Data entries
#####

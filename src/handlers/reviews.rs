//! Review approval handlers

use axum::{
    extract::{Path, State},
    Json,
};
use uuid::Uuid;

use super::{ok, ApiResult};
use crate::application::ApplicationService;
use crate::middleware::AuthenticatedUser;
use crate::repository::Store;
use crate::review::{ResolveApprovalRequest, ReviewApproval, ReviewOutcome};

pub async fn list_pending_approvals<S: Store>(
    State(service): State<ApplicationService<S>>,
    user: AuthenticatedUser,
) -> ApiResult<Vec<ReviewApproval>> {
    ok(service.list_pending_approvals(&user.actor).await?)
}

pub async fn resolve_review_approval<S: Store>(
    State(service): State<ApplicationService<S>>,
    user: AuthenticatedUser,
    Path(approval_id): Path<Uuid>,
    Json(request): Json<ResolveApprovalRequest>,
) -> ApiResult<ReviewOutcome> {
    ok(service
        .resolve_review_approval(&user.actor, approval_id, request.decision)
        .await?)
}
//! Caller extraction from the `Authorization: Bearer` header

use axum::{
    async_trait,
    extract::{FromRef, FromRequestParts},
    http::request::Parts,
};
use axum_extra::{
    headers::{authorization::Bearer, Authorization},
    TypedHeader,
};

use crate::auth::{JwtError, Role, TokenVerifier};
use crate::error::AppError;
use crate::models::Actor;

/// Caller of a protected route
#[derive(Debug, Clone)]
pub struct AuthenticatedUser {
    pub actor: Actor,
    pub role: Role,
}

#[async_trait]
impl<S> FromRequestParts<S> for AuthenticatedUser
where
    TokenVerifier: FromRef<S>,
    S: Send + Sync,
{
    type Rejection = AppError;

    async fn from_request_parts(parts: &mut Parts, state: &S) -> Result<Self, Self::Rejection> {
        let TypedHeader(Authorization(bearer)) =
            TypedHeader::<Authorization<Bearer>>::from_request_parts(parts, state)
                .await
                .map_err(|_| {
                    AppError::Unauthorized(
                        "Authorization header with Bearer token required".to_string(),
                    )
                })?;

        let claims = TokenVerifier::from_ref(state)
            .verify(bearer.token())
            .map_err(|e| match e {
                JwtError::TokenExpired => AppError::Unauthorized("Token has expired".to_string()),
                _ => AppError::Unauthorized("Invalid token".to_string()),
            })?;

        let actor = claims
            .actor()
            .map_err(|_| AppError::Unauthorized("Invalid subject in token".to_string()))?;

        Ok(AuthenticatedUser {
            actor,
            role: claims.role,
        })
    }
}
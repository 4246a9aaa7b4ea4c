//! Mortgage decision lifecycle
//!
//! Eligibility, Decision in Principle, loan offer and the condition
//! precedent that gates loan origination.

pub mod model;
pub mod service;

pub use model::*;
pub use service::DipService;
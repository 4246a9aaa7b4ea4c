//! Escrow meeting handlers

use axum::{
    extract::{Path, State},
    Json,
};
use uuid::Uuid;

use super::{created, ok, ApiResult, CreatedResult};
use crate::escrow::{
    EscrowMeeting, EscrowMeetingResponse, EscrowService, EscrowStatus,
    ScheduleEscrowMeetingRequest,
};
use crate::middleware::AuthenticatedUser;
use crate::repository::Store;

pub async fn schedule_escrow_meeting<S: Store>(
    State(service): State<EscrowService<S>>,
    user: AuthenticatedUser,
    Path(application_id): Path<Uuid>,
    Json(request): Json<ScheduleEscrowMeetingRequest>,
) -> CreatedResult<EscrowMeeting> {
    created(
        service
            .schedule_escrow_meeting(&user.actor, application_id, request)
            .await?,
    )
}

pub async fn get_escrow_meeting<S: Store>(
    State(service): State<EscrowService<S>>,
    user: AuthenticatedUser,
    Path(application_id): Path<Uuid>,
) -> ApiResult<EscrowMeeting> {
    ok(service.get_escrow_meeting(&user.actor, application_id).await?)
}

pub async fn respond_to_escrow_meeting<S: Store>(
    State(service): State<EscrowService<S>>,
    user: AuthenticatedUser,
    Path(application_id): Path<Uuid>,
    Json(request): Json<EscrowMeetingResponse>,
) -> ApiResult<EscrowStatus> {
    ok(service
        .respond_to_escrow_meeting(&user.actor, application_id, request.accept)
        .await?)
}
//! Amortization engine
//!
//! Computes a level-payment repayment schedule from a loan's terms. Money is
//! carried at full `Decimal` precision through the walk and rounded to two
//! places only on the emitted rows.

use chrono::{Days, Months, NaiveDate};
use rust_decimal::{Decimal, MathematicalOps};
use serde::Serialize;
use thiserror::Error;

use crate::loan::RepaymentFrequency;

#[derive(Debug, Error, Clone, PartialEq)]
pub enum AmortizationError {
    #[error("principal must be greater than zero")]
    NonPositivePrincipal,

    #[error("interest rate must not be negative")]
    NegativeRate,

    #[error("a {term_months}-month term yields no {frequency:?} payments")]
    NoPayments {
        frequency: RepaymentFrequency,
        term_months: u32,
    },

    #[error("schedule arithmetic overflowed")]
    Overflow,

    #[error("due date is out of range")]
    DateOutOfRange,
}

/// Distance between two consecutive due dates
#[derive(Debug, Clone, Copy, PartialEq, Eq)]
pub enum CalendarStep {
    Days(u64),
    Months(u32),
}

impl CalendarStep {
    pub fn advance(&self, date: NaiveDate) -> Option<NaiveDate> {
        match *self {
            CalendarStep::Days(days) => date.checked_add_days(Days::new(days)),
            CalendarStep::Months(months) => date.checked_add_months(Months::new(months)),
        }
    }
}

impl RepaymentFrequency {
    /// Number of installments over a term
    pub fn payment_count(&self, term_months: u32) -> u32 {
        match self {
            RepaymentFrequency::Daily => 30 * term_months,
            RepaymentFrequency::Weekly => 4 * term_months,
            RepaymentFrequency::BiWeekly => 2 * term_months,
            RepaymentFrequency::Monthly => term_months,
            RepaymentFrequency::Quarterly => term_months / 3,
            RepaymentFrequency::SemiAnnually => term_months / 6,
            RepaymentFrequency::Annually => term_months / 12,
        }
    }

    pub fn step(&self) -> CalendarStep {
        match self {
            RepaymentFrequency::Daily => CalendarStep::Days(1),
            RepaymentFrequency::Weekly => CalendarStep::Days(7),
            RepaymentFrequency::BiWeekly => CalendarStep::Days(14),
            RepaymentFrequency::Monthly => CalendarStep::Months(1),
            RepaymentFrequency::Quarterly => CalendarStep::Months(3),
            RepaymentFrequency::SemiAnnually => CalendarStep::Months(6),
            RepaymentFrequency::Annually => CalendarStep::Months(12),
        }
    }
}

/// Rates above 1 are percentages (12 means 12%)
pub fn normalize_rate(rate: Decimal) -> Decimal {
    if rate > Decimal::ONE {
        rate / Decimal::ONE_HUNDRED
    } else {
        rate
    }
}

#[derive(Debug, Clone, PartialEq)]
pub struct LoanTerms {
    pub principal: Decimal,
    pub annual_rate: Decimal,
    pub term_months: u32,
    pub frequency: RepaymentFrequency,
    /// First due date is one step after this date
    pub start_date: NaiveDate,
}

#[derive(Debug, Clone, PartialEq, Serialize)]
pub struct ScheduledPayment {
    pub payment_number: u32,
    pub due_date: NaiveDate,
    pub principal_due: Decimal,
    pub interest_due: Decimal,
    pub total_due: Decimal,
    /// Unrounded balance after this payment
    pub balance_after: Decimal,
}

#[derive(Debug, Clone, PartialEq, Serialize)]
pub struct AmortizationSchedule {
    pub periodic_rate: Decimal,
    pub payment: Decimal,
    pub payments: Vec<ScheduledPayment>,
}

impl AmortizationSchedule {
    pub fn end_date(&self) -> Option<NaiveDate> {
        self.payments.last().map(|p| p.due_date)
    }

    pub fn final_balance(&self) -> Decimal {
        self.payments
            .last()
            .map(|p| p.balance_after)
            .unwrap_or(Decimal::ZERO)
    }
}

/// Build the full schedule for a set of loan terms
pub fn amortize(terms: &LoanTerms) -> Result<AmortizationSchedule, AmortizationError> {
    if terms.principal <= Decimal::ZERO {
        return Err(AmortizationError::NonPositivePrincipal);
    }

    let annual_rate = normalize_rate(terms.annual_rate);
    if annual_rate < Decimal::ZERO {
        return Err(AmortizationError::NegativeRate);
    }

    let count = terms.frequency.payment_count(terms.term_months);
    if count == 0 {
        return Err(AmortizationError::NoPayments {
            frequency: terms.frequency,
            term_months: terms.term_months,
        });
    }

    let periodic_rate = annual_rate / Decimal::from(count);
    let payment = level_payment(terms.principal, periodic_rate, count)?;
    let total_due = payment.round_dp(2);
    let step = terms.frequency.step();

    let mut balance = terms.principal;
    let mut due_date = terms.start_date;
    let mut payments = Vec::with_capacity(count as usize);

    for payment_number in 1..=count {
        let interest = balance
            .checked_mul(periodic_rate)
            .ok_or(AmortizationError::Overflow)?;
        let principal = payment - interest;
        balance -= principal;
        due_date = step
            .advance(due_date)
            .ok_or(AmortizationError::DateOutOfRange)?;

        let interest_due = interest.round_dp(2);
        payments.push(ScheduledPayment {
            payment_number,
            due_date,
            principal_due: total_due - interest_due,
            interest_due,
            total_due,
            balance_after: balance,
        });
    }

    Ok(AmortizationSchedule {
        periodic_rate,
        payment: total_due,
        payments,
    })
}

/// Annuity payment: P·i / (1 − (1+i)^−N), or P/N without interest
fn level_payment(principal: Decimal, rate: Decimal, count: u32) -> Result<Decimal, AmortizationError> {
    if rate.is_zero() {
        return Ok(principal / Decimal::from(count));
    }

    let growth = (Decimal::ONE + rate)
        .checked_powi(i64::from(count))
        .ok_or(AmortizationError::Overflow)?;
    let discount = Decimal::ONE
        .checked_div(growth)
        .ok_or(AmortizationError::Overflow)?;

    principal
        .checked_mul(rate)
        .and_then(|numerator| numerator.checked_div(Decimal::ONE - discount))
        .ok_or(AmortizationError::Overflow)
}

#####

Your assignment
Give the number of lines above that hold "Store", with no other words.

Result of this task
7